Since responsibilities are divided between the application owner and Cloud provider, the problem of many hands’ appears. Since many people have had the opportunity to prevent undesirable consequences, no-one can be held responsible [2], while this problem is not the case for TDWBs, where the host provider is only responsible to physically secure the servers.

Since Cloud service providers uses various resources/storages in multiple data centers geographically distributed around the world, customers’ services and data might be allocated into several physical locations in different countries. When this happens, customers might not have strict control on their data which can be sensitive data, such as applications source code, users credential, encryption algorithms and keys, log servers and operational and security procedures. Cloud providers are allowed to use only the data centers located in the countries that comply with the compliance requirements of the clients, to ultimately avoid data exposure. It is not the case for TWBAs since a client often knows in which state the host is located.

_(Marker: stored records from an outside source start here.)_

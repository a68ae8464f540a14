//! Configuration settings for Tolk.

use serde::{Deserialize, Serialize};
use std::path::PathBuf;

/// Root configuration structure.
#[derive(Debug, Clone, Serialize, Deserialize)]
#[serde(default)]
#[derive(Default)]
pub struct Settings {
    pub general: GeneralSettings,
    pub audio: AudioSettings,
    pub transcription: TranscriptionSettings,
    pub diarization: DiarizationSettings,
    pub summary: SummarySettings,
}

/// General application settings.
#[derive(Debug, Clone, Serialize, Deserialize)]
#[serde(default)]
pub struct GeneralSettings {
    /// Directory where transcripts and summaries are written.
    pub output_dir: String,
    /// Directory for temporary files (normalized WAV, chunk scratch space).
    pub temp_dir: String,
    /// Log level (trace, debug, info, warn, error).
    pub log_level: String,
}

impl Default for GeneralSettings {
    fn default() -> Self {
        Self {
            output_dir: "outputs".to_string(),
            temp_dir: "/tmp/tolk".to_string(),
            log_level: "info".to_string(),
        }
    }
}

/// Audio normalization settings.
///
/// 16 kHz mono is the common recommendation for both Whisper and Google
/// Speech-to-Text; the diarization engine sends this rate in its request, so
/// it must match what the preprocessor produced.
#[derive(Debug, Clone, Serialize, Deserialize)]
#[serde(default)]
pub struct AudioSettings {
    /// Sampling rate in Hertz for the normalized recording.
    pub sample_rate: u32,
    /// Channel count for the normalized recording.
    pub channels: u32,
}

impl Default for AudioSettings {
    fn default() -> Self {
        Self {
            sample_rate: 16_000,
            channels: 1,
        }
    }
}

/// Transcription engine selection.
#[derive(Debug, Clone, Copy, Serialize, Deserialize, Default, PartialEq, Eq)]
#[serde(rename_all = "lowercase")]
pub enum TranscriptionEngine {
    /// OpenAI Whisper API (default, no speaker labels).
    #[default]
    Whisper,
    /// Google Cloud Speech-to-Text with speaker diarization.
    Google,
}

impl std::str::FromStr for TranscriptionEngine {
    type Err = String;

    fn from_str(s: &str) -> std::result::Result<Self, Self::Err> {
        match s.to_lowercase().as_str() {
            "whisper" | "openai" => Ok(TranscriptionEngine::Whisper),
            "google" | "gcp" => Ok(TranscriptionEngine::Google),
            _ => Err(format!("Unknown transcription engine: {}", s)),
        }
    }
}

impl std::fmt::Display for TranscriptionEngine {
    fn fmt(&self, f: &mut std::fmt::Formatter<'_>) -> std::fmt::Result {
        match self {
            TranscriptionEngine::Whisper => write!(f, "whisper"),
            TranscriptionEngine::Google => write!(f, "google"),
        }
    }
}

/// Transcription service settings.
#[derive(Debug, Clone, Serialize, Deserialize)]
#[serde(default)]
pub struct TranscriptionSettings {
    /// Engine used when the CLI does not force one (whisper, google).
    pub engine: TranscriptionEngine,
    /// Whisper model to use.
    pub model: String,
    /// Default language code, e.g. "en-US".
    pub language: String,
    /// Duration in seconds for splitting long audio files.
    pub chunk_duration_seconds: u32,
    /// Maximum concurrent chunk transcriptions.
    pub max_concurrent_chunks: usize,
}

impl Default for TranscriptionSettings {
    fn default() -> Self {
        Self {
            engine: TranscriptionEngine::Whisper,
            model: "whisper-1".to_string(),
            language: "en-US".to_string(),
            chunk_duration_seconds: 120,
            max_concurrent_chunks: 3,
        }
    }
}

/// Speaker diarization settings (Google Cloud Speech-to-Text).
#[derive(Debug, Clone, Serialize, Deserialize)]
#[serde(default)]
pub struct DiarizationSettings {
    /// GCS bucket used to stage audio for LongRunningRecognize.
    /// Falls back to the GCS_BUCKET environment variable.
    pub gcs_bucket: Option<String>,
    /// Minimum expected speaker count.
    pub min_speakers: u32,
    /// Maximum expected speaker count.
    pub max_speakers: u32,
    /// Give up on the recognition operation after this many seconds.
    pub operation_timeout_seconds: u64,
    /// Seconds between operation status polls.
    pub poll_interval_seconds: u64,
    /// Delete the staged GCS object once recognition finishes.
    pub delete_after_transcription: bool,
}

impl Default for DiarizationSettings {
    fn default() -> Self {
        Self {
            gcs_bucket: None,
            min_speakers: 2,
            max_speakers: 6,
            operation_timeout_seconds: 3600,
            poll_interval_seconds: 5,
            delete_after_transcription: true,
        }
    }
}

impl DiarizationSettings {
    /// Resolve the staging bucket from config or the GCS_BUCKET env var.
    pub fn bucket(&self) -> Option<String> {
        self.gcs_bucket
            .clone()
            .filter(|b| !b.is_empty())
            .or_else(|| std::env::var("GCS_BUCKET").ok().filter(|b| !b.is_empty()))
    }
}

/// Summarization settings.
#[derive(Debug, Clone, Serialize, Deserialize)]
#[serde(default)]
pub struct SummarySettings {
    /// Chat model used to distil the transcript.
    pub model: String,
    /// Sampling temperature.
    pub temperature: f32,
    /// Response token budget.
    pub max_tokens: u32,
}

impl Default for SummarySettings {
    fn default() -> Self {
        Self {
            model: "gpt-4o-mini".to_string(),
            temperature: 0.5,
            max_tokens: 512,
        }
    }
}

impl Settings {
    /// Load settings from the default configuration file.
    pub fn load() -> crate::error::Result<Self> {
        Self::load_from(None)
    }

    /// Load settings from a specific path, or default location if None.
    pub fn load_from(path: Option<&PathBuf>) -> crate::error::Result<Self> {
        let config_path = match path {
            Some(p) => p.clone(),
            None => Self::default_config_path(),
        };

        if config_path.exists() {
            let content = std::fs::read_to_string(&config_path)?;
            let settings: Settings = toml::from_str(&content)?;
            Ok(settings)
        } else {
            Ok(Settings::default())
        }
    }

    /// Save settings to the default configuration file.
    pub fn save(&self) -> crate::error::Result<()> {
        self.save_to(&Self::default_config_path())
    }

    /// Save settings to a specific path.
    pub fn save_to(&self, path: &PathBuf) -> crate::error::Result<()> {
        if let Some(parent) = path.parent() {
            std::fs::create_dir_all(parent)?;
        }
        let content = toml::to_string_pretty(self)
            .map_err(|e| crate::error::TolkError::Config(e.to_string()))?;
        std::fs::write(path, content)?;
        Ok(())
    }

    /// Get the default configuration file path.
    pub fn default_config_path() -> PathBuf {
        dirs::config_dir()
            .unwrap_or_else(|| PathBuf::from("."))
            .join("tolk")
            .join("config.toml")
    }

    /// Expand shell variables in paths (e.g., ~).
    pub fn expand_path(path: &str) -> PathBuf {
        PathBuf::from(shellexpand::tilde(path).to_string())
    }

    /// Get the expanded output directory path.
    pub fn output_dir(&self) -> PathBuf {
        Self::expand_path(&self.general.output_dir)
    }

    /// Get the expanded temp directory path.
    pub fn temp_dir(&self) -> PathBuf {
        Self::expand_path(&self.general.temp_dir)
    }
}

#[cfg(test)]
mod tests {
    use super::*;

    #[test]
    fn test_engine_parsing() {
        assert_eq!(
            "whisper".parse::<TranscriptionEngine>().unwrap(),
            TranscriptionEngine::Whisper
        );
        assert_eq!(
            "Google".parse::<TranscriptionEngine>().unwrap(),
            TranscriptionEngine::Google
        );
        assert!("azure".parse::<TranscriptionEngine>().is_err());
    }

    #[test]
    fn test_defaults_roundtrip() {
        let settings = Settings::default();
        let toml_str = toml::to_string_pretty(&settings).unwrap();
        let parsed: Settings = toml::from_str(&toml_str).unwrap();

        assert_eq!(parsed.audio.sample_rate, 16_000);
        assert_eq!(parsed.audio.channels, 1);
        assert_eq!(parsed.transcription.engine, TranscriptionEngine::Whisper);
        assert_eq!(parsed.diarization.min_speakers, 2);
        assert_eq!(parsed.diarization.max_speakers, 6);
    }

    #[test]
    fn test_partial_config() {
        // Sections and keys not present fall back to defaults
        let parsed: Settings = toml::from_str("[transcription]\nengine = \"google\"\n").unwrap();
        assert_eq!(parsed.transcription.engine, TranscriptionEngine::Google);
        assert_eq!(parsed.transcription.model, "whisper-1");
        assert_eq!(parsed.general.output_dir, "outputs");
    }
}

Overall, comparing TWBAs with Cloud applications in terms of ethics, it highly depends on 1. The set of concrete rules and regulations preserving the rights of customers, 2. The negotiation part of the T&C. This problem is more considerable for end users in comparison to Cloud clients that are usually enterprises, because clients usually have a lawyer(s) to not only inspect the fulfillment of the commitments, but also to negotiate to modify a part of T&C to achieve their expectations.

4. Related Works

In [2] ethical issues of Cloud computing are taken into account, however technological criteria (such as privacy, security, compliance) are ignored. They start with reviewing the ethical issues exist in the context of ICT, and then the overlapped issues with the Cloud are addressed. Additionally, different stockholders of Cloud computing are thoroughly listed, then the ethical issues may occur from each of these stockholders’ sides are briefly indicated. There are also many research papers in the literature which only cover a technological feature, such as privacy and security [4].

In this paper, besides technical issues, the ethical perspective of Cloud is considered.

5. Summary and Concluding Remarks

In this paper, we had a glance at ethical considerations in Cloud. We firstly provided a general picture of the problem through demonstration of the challenges; secondly, clarified the border between technical criteria (such as: privacy, security, compliance and performance metrics) and the ethical issues. In other words, we discussed how the development of solid technical mechanisms could also improve ethical aspects in a Cloud. Moreover, we explained that in addition to the mentioned technical issues, a concrete set of rules and regulations for all parties should be provided to minimize the ethical challenges. We finally explored some differences between traditional web-based applications and Cloud services. In future work, more technical features corresponding to the each of the technical criteria are interleaved.